At the same time, Van Gogh wanted to experiment with Gauguin’s approach – the novel idea of ​​working indoors and synthesizing forms into a composite that has no equivalent in nature. The experiment led to a colossal project, “Starry Night”, arguably the most famous landscape painting in all of art history.

Admittedly, you might not think that “Starry Night” is about a cypress painting. It is commonly known as an image of a night sky glittering with stars. But the tops of two trees in the left foreground of the painting provide a surge of vertical energy and the all-important symbolic connection between earth and sky. Van Gogh borrowed the image of the trees from another painting of his, a canvas not from the National Gallery in Prague.

For Susan Alyson Stein, curator of the Met exhibition, “Starry Night” is “a composite in the truest sense of the word,” as she writes in the catalogue. Perhaps that is why the painting seems less like a tangible landscape and more like an inky blue hallucination.

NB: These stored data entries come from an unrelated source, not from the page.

//! Identity map and last-known wire state.
//!
//! The store keeps, per `(entity type, identifier)`, the one live instance
//! and the last wire record seen for it (the baseline). It takes part in
//! every build through pipeline stages, which is how fetched records are
//! merged into existing instances instead of producing duplicates.

use crate::entity::Entity;
use crate::error::{RestmapError, Result};
use crate::event::{EventDispatcher, PostBuildEvent, PreBuildEvent, PrePersistEvent};
use crate::mapping::{EntityMapping, PropertySpec};
use crate::normalizer::{DenormalizeContext, Normalizer};
use crate::value::{Identifier, Record};
use serde_json::Value;
use std::cell::RefCell;
use std::collections::HashMap;
use std::rc::Rc;

pub const CACHE_ENTITY_DATA: &str = "store.cache_entity_data";
pub const FIND_EXISTING_ENTITY: &str = "store.find_existing_entity";
pub const PROTECT_PENDING_CHANGES: &str = "store.protect_pending_changes";
pub const CACHE_ENTITY: &str = "store.cache_entity";
pub const TRACK_NEW_ENTITY: &str = "store.track_new_entity";

type Key = (String, Identifier);

pub struct EntityStore {
    normalizer: Rc<Normalizer>,
    entity_data: RefCell<HashMap<Key, Record>>,
    instances: RefCell<HashMap<Key, Entity>>,
    new_entity: RefCell<Option<Entity>>,
}

impl EntityStore {
    pub fn new(normalizer: Rc<Normalizer>) -> Self {
        Self {
            normalizer,
            entity_data: RefCell::new(HashMap::new()),
            instances: RefCell::new(HashMap::new()),
            new_entity: RefCell::new(None),
        }
    }

    /// Hooks the store into the build and persist pipelines.
    pub fn subscribe(self: &Rc<Self>, dispatcher: &EventDispatcher) {
        let store = self.clone();
        dispatcher
            .pre_build()
            .add_stage(CACHE_ENTITY_DATA, move |event| store.cache_entity_data(event));
        let store = self.clone();
        dispatcher
            .pre_build()
            .add_stage(FIND_EXISTING_ENTITY, move |event| store.find_existing_entity(event));
        let store = self.clone();
        dispatcher
            .pre_build()
            .add_stage(PROTECT_PENDING_CHANGES, move |event| {
                store.protect_pending_changes(event)
            });
        let store = self.clone();
        dispatcher
            .post_build()
            .add_stage(CACHE_ENTITY, move |event| store.cache_entity(event));
        let store = self.clone();
        dispatcher
            .pre_persist()
            .add_stage(TRACK_NEW_ENTITY, move |event| store.track_new_entity(event));
    }

    fn key(&self, mapping: &EntityMapping, record: &Record) -> Result<Option<Key>> {
        Ok(self
            .normalizer
            .identifier_from_record(mapping, record)?
            .map(|id| (mapping.entity_type().to_string(), id)))
    }

    fn entity_key(entity: &Entity) -> Option<Key> {
        entity
            .identifier()
            .map(|id| (entity.entity_type().to_string(), id))
    }

    /// Records the incoming data as the new baseline. The baseline it
    /// replaces travels on the event for the protection stage.
    pub fn cache_entity_data(&self, event: &mut PreBuildEvent) -> Result<()> {
        let Some(key) = self.key(event.mapping(), event.record())? else {
            return Ok(());
        };

        let mut entity_data = self.entity_data.borrow_mut();
        let previous = entity_data.get(&key).cloned();
        let baseline = match (&previous, event.is_partial()) {
            (Some(existing), true) => {
                let mut merged = existing.clone();
                for (field, value) in event.record() {
                    merged.insert(field.clone(), value.clone());
                }
                merged
            }
            _ => event.record().clone(),
        };
        entity_data.insert(key, baseline);
        event.set_previous_data(previous);
        Ok(())
    }

    /// Supplies the live instance for the record's identity, or the entity
    /// whose POST response is being built.
    pub fn find_existing_entity(&self, event: &mut PreBuildEvent) -> Result<()> {
        if event.entity().is_some() {
            return Ok(());
        }

        let pending_new = {
            let mut slot = self.new_entity.borrow_mut();
            match slot.as_ref() {
                Some(entity) if entity.entity_type() == event.entity_type() => slot.take(),
                _ => None,
            }
        };
        if let Some(entity) = pending_new {
            event.set_entity(entity);
            return Ok(());
        }

        let Some(key) = self.key(event.mapping(), event.record())? else {
            return Ok(());
        };
        if let Some(entity) = self.instances.borrow().get(&key).cloned() {
            tracing::debug!(entity_type = %key.0, identifier = %key.1, "identity map hit");
            event.set_entity(entity);
        }
        Ok(())
    }

    /// Rewrites the incoming record so local, unpersisted scalar edits
    /// survive the build. Structured values are not protected, and an
    /// entity never synced before (a POST response) takes the record as is.
    pub fn protect_pending_changes(&self, event: &mut PreBuildEvent) -> Result<()> {
        let (Some(entity), Some(baseline)) = (event.entity().cloned(), event.previous_data().cloned()) else {
            return Ok(());
        };
        let metadata = entity.metadata();

        for spec in metadata.writable_properties() {
            let wire_name = spec.wire_name();
            if !spec.property_type.is_scalar()
                || !metadata.is_set(&spec.name)
                || !event.record().contains_key(wire_name)
            {
                continue;
            }
            let local = metadata.property_value(&spec.name)?;
            if !local.is_scalar() {
                continue;
            }
            let Some(local_wire) = local.scalar_to_json() else {
                continue;
            };

            let known = baseline
                .get(wire_name)
                .map(|raw| self.canonical_wire(raw, spec, event.mapping(), &baseline));
            if known.as_ref() == Some(&local_wire) {
                continue;
            }

            tracing::debug!(
                entity_type = %event.entity_type(),
                property = %spec.name,
                "keeping pending local change"
            );
            event.record_mut().insert(wire_name.to_string(), local_wire);
        }
        Ok(())
    }

    /// A baseline value as the property would write it back, so `"5"` and
    /// `5` compare equal for an integer property.
    fn canonical_wire(&self, raw: &Value, spec: &PropertySpec, mapping: &EntityMapping, baseline: &Record) -> Value {
        let context = DenormalizeContext {
            mapping,
            record: baseline,
            partial: true,
        };
        self.normalizer
            .transformer(spec)
            .and_then(|transformer| transformer.denormalize(raw, spec, &context))
            .ok()
            .and_then(|value| value.scalar_to_json())
            .unwrap_or_else(|| raw.clone())
    }

    /// Registers a built entity as the live instance for its identity.
    pub fn cache_entity(&self, event: &mut PostBuildEvent) -> Result<()> {
        self.attach(event.entity())
    }

    /// Makes `entity` the live instance for its identity. Fails if another
    /// instance already holds it.
    pub fn attach(&self, entity: &Entity) -> Result<()> {
        if !entity.mapping().has_identifier() {
            return Ok(());
        }
        let Some(key) = Self::entity_key(entity) else {
            return Ok(());
        };

        let mut instances = self.instances.borrow_mut();
        if let Some(existing) = instances.get(&key) {
            if !existing.ptr_eq(entity) {
                tracing::error!(
                    entity_type = %key.0,
                    identifier = %key.1,
                    "a second instance was built for a known identity"
                );
                return Err(RestmapError::IdentityConflict {
                    entity_type: key.0,
                    identifier: key.1.to_string(),
                });
            }
            return Ok(());
        }
        tracing::debug!(entity_type = %key.0, identifier = %key.1, "cached entity");
        instances.insert(key, entity.clone());
        Ok(())
    }

    /// Holds an entity with no baseline so its POST response is built into
    /// it.
    pub fn track_new_entity(&self, event: &mut PrePersistEvent) -> Result<()> {
        let entity = event.entity();
        let is_new = self.entity_data(entity).is_none();
        *self.new_entity.borrow_mut() = is_new.then(|| entity.clone());
        Ok(())
    }

    /// Last known wire state of an entity.
    pub fn entity_data(&self, entity: &Entity) -> Option<Record> {
        let key = Self::entity_key(entity)?;
        self.entity_data.borrow().get(&key).cloned()
    }

    /// Merges a successfully written payload into an entity's baseline.
    pub fn merge_entity_data(&self, entity: &Entity, payload: &Record) {
        let Some(key) = Self::entity_key(entity) else {
            return;
        };
        let mut entity_data = self.entity_data.borrow_mut();
        let baseline = entity_data.entry(key).or_default();
        for (field, value) in payload {
            baseline.insert(field.clone(), value.clone());
        }
    }

    pub fn get(&self, entity_type: &str, identifier: &Identifier) -> Option<Entity> {
        self.instances
            .borrow()
            .get(&(entity_type.to_string(), identifier.clone()))
            .cloned()
    }

    pub fn contains(&self, entity: &Entity) -> bool {
        Self::entity_key(entity)
            .and_then(|key| self.instances.borrow().get(&key).cloned())
            .is_some_and(|known| known.ptr_eq(entity))
    }

    pub fn clear_new_entity(&self) {
        self.new_entity.borrow_mut().take();
    }

    /// Forgets one identity: its live instance and baseline.
    pub fn detach(&self, entity: &Entity) {
        if let Some(key) = Self::entity_key(entity) {
            self.instances.borrow_mut().remove(&key);
            self.entity_data.borrow_mut().remove(&key);
        }
    }

    pub fn clear(&self) {
        self.instances.borrow_mut().clear();
        self.entity_data.borrow_mut().clear();
        self.new_entity.borrow_mut().take();
    }

    pub fn len(&self) -> usize {
        self.instances.borrow().len()
    }

    pub fn is_empty(&self) -> bool {
        self.len() == 0
    }
}

impl std::fmt::Debug for EntityStore {
    fn fmt(&self, f: &mut std::fmt::Formatter<'_>) -> std::fmt::Result {
        f.debug_struct("EntityStore")
            .field("instances", &self.instances.borrow().len())
            .field("baselines", &self.entity_data.borrow().len())
            .finish()
    }
}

Why did van Gogh often paint two connected trees and not a single one? Did he find her like that in the fields? The catalog doesn’t say it.

Looking for an answer, I called the New York Botanical Garden and was referred to Damon Little, a 47-year-old botanist who holds the title of Bioinformatics Curator. As it turns out, Little wrote his dissertation on the 31 species of the genus Cupressus – the cypress. I emailed him reproductions of four well-known van Gogh paintings and we spoke over the phone. He said that each of the paintings, including the less naturalistic and more abstract “Starry Night,” featured a pair of cypresses, one tree taller than the other. It was certainly a sight, he added, that van Gogh could have seen in the landscape.

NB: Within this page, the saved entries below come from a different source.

use crate::entity::Entity;
use crate::error::Result;
use crate::event::{EventDispatcher, PostBuildEvent, PreBuildEvent};
use crate::mapping::EntityMappingRegister;
use crate::normalizer::Normalizer;
use crate::value::Record;
use std::rc::Rc;

/// Turns wire records into entities, running the build pipelines around
/// population.
#[derive(Debug, Clone)]
pub struct EntityBuilder {
    mappings: Rc<EntityMappingRegister>,
    dispatcher: Rc<EventDispatcher>,
    normalizer: Rc<Normalizer>,
}

impl EntityBuilder {
    pub fn new(
        mappings: Rc<EntityMappingRegister>,
        dispatcher: Rc<EventDispatcher>,
        normalizer: Rc<Normalizer>,
    ) -> Self {
        Self {
            mappings,
            dispatcher,
            normalizer,
        }
    }

    /// A fresh, empty instance of a mapped type.
    pub fn instantiate(&self, entity_type: &str) -> Result<Entity> {
        Ok(Entity::new(self.mappings.get(entity_type)?))
    }

    /// Builds (or refreshes) the entity a record describes.
    ///
    /// Pre-build stages may substitute an existing instance or a lazy
    /// placeholder; otherwise a new one is allocated. With `partial`, fields
    /// missing from the record are left untouched.
    pub fn build_entity(&self, entity_type: &str, record: Record, partial: bool) -> Result<Entity> {
        let mapping = self.mappings.get(entity_type)?;

        let mut pre_build = PreBuildEvent::new(mapping.clone(), record, partial);
        self.dispatcher.pre_build().dispatch(&mut pre_build)?;
        let (record, supplied) = pre_build.into_parts();

        let entity = supplied.unwrap_or_else(|| Entity::new(mapping));
        self.normalizer
            .denormalize(&record, &entity.metadata(), partial)?;
        if !partial {
            entity.mark_initialized();
        }

        tracing::debug!(
            entity_type = %entity_type,
            identifier = ?entity.identifier(),
            partial,
            "built entity"
        );

        let mut post_build = PostBuildEvent::new(entity, record, partial);
        self.dispatcher.post_build().dispatch(&mut post_build)?;
        Ok(post_build.into_entity())
    }
}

Cypress seeds are eccentrically shaped, with centers resembling “thick pancakes”. “Their seeds don’t disperse very well, so you often find a mother tree and the offspring around it,” he said.

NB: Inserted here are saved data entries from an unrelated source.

//! Lazy references.
//!
//! A partial build with no known instance gets a deferred entity: it holds
//! whatever the partial record carried (normally just the identifier) and
//! is fully fetched from its repository the first time application code
//! touches it.

use super::Entity;
use crate::error::{RestmapError, Result};
use crate::event::{EventDispatcher, PreBuildEvent};
use crate::manager::ManagerRef;
use crate::repository::Lookup;
use std::rc::Rc;

pub const BUILD_PROXY: &str = "proxy.build_proxy";

/// Populates a deferred entity on first access.
pub trait Resolver {
    fn resolve(&self, entity: &Entity) -> Result<()>;
}

/// Pre-build stage producing lazy placeholders.
#[derive(Clone)]
pub struct Proxy {
    manager: ManagerRef,
}

impl Proxy {
    pub fn new(manager: ManagerRef) -> Self {
        Self { manager }
    }

    pub fn subscribe(self, dispatcher: &EventDispatcher) {
        dispatcher
            .pre_build()
            .add_stage(BUILD_PROXY, move |event| self.build_proxy(event));
    }

    pub fn build_proxy(&self, event: &mut PreBuildEvent) -> Result<()> {
        if !event.is_partial() || event.entity().is_some() {
            return Ok(());
        }
        let resolver = Rc::new(RepositoryResolver {
            manager: self.manager.clone(),
        });
        event.set_entity(Entity::deferred(event.mapping().clone(), resolver));
        Ok(())
    }
}

/// Loads a placeholder by identifier through its repository. The identity
/// map makes the lookup populate the placeholder itself.
struct RepositoryResolver {
    manager: ManagerRef,
}

impl Resolver for RepositoryResolver {
    fn resolve(&self, entity: &Entity) -> Result<()> {
        let identifier = entity
            .identifier()
            .ok_or_else(|| RestmapError::InvalidIdentifier {
                entity_type: entity.entity_type().to_string(),
                reason: "lazy reference carries no identifier".to_string(),
            })?;

        let manager = self.manager.upgrade()?;
        tracing::debug!(
            entity_type = %entity.entity_type(),
            identifier = %identifier,
            "initializing lazy reference"
        );

        match manager
            .repository(entity.entity_type())?
            .find_one(Lookup::Id(identifier.clone()))?
        {
            Some(found) if found.ptr_eq(entity) => {}
            Some(_) => tracing::warn!(
                entity_type = %entity.entity_type(),
                identifier = %identifier,
                "lazy reference resolved to a different instance"
            ),
            None => tracing::warn!(
                entity_type = %entity.entity_type(),
                identifier = %identifier,
                "lazy reference not found on any connection"
            ),
        }
        Ok(())
    }
}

A mother tree with her offspring? Little’s comment suggested new interpretations, and for a moment the cypress seemed to be a different tree. Van Gogh had stripped it of its centuries-old funerary associations and reinvented it as a masterpiece of emotional connection and caring. Is that what Van Gogh meant when he described his astonishment that “nobody made them the way I see them”?

Impossible to say. The air around his cypresses continues to be teeming with contrasting approaches, from the metaphysical to the seriously botanical to the suddenly topical question raised by the case of the embedded pebbles. Let van Gogh transform a tree he spotted in the landscape into a deep mystery and breathe new life into an ancient symbol.

Van Gogh’s Cypresses

Previews May 16; Open from May 22nd to August 22nd. 27, Metropolitan Museum of Art, 1000 Fifth Ave., 212-535-7710; metmuseum.org.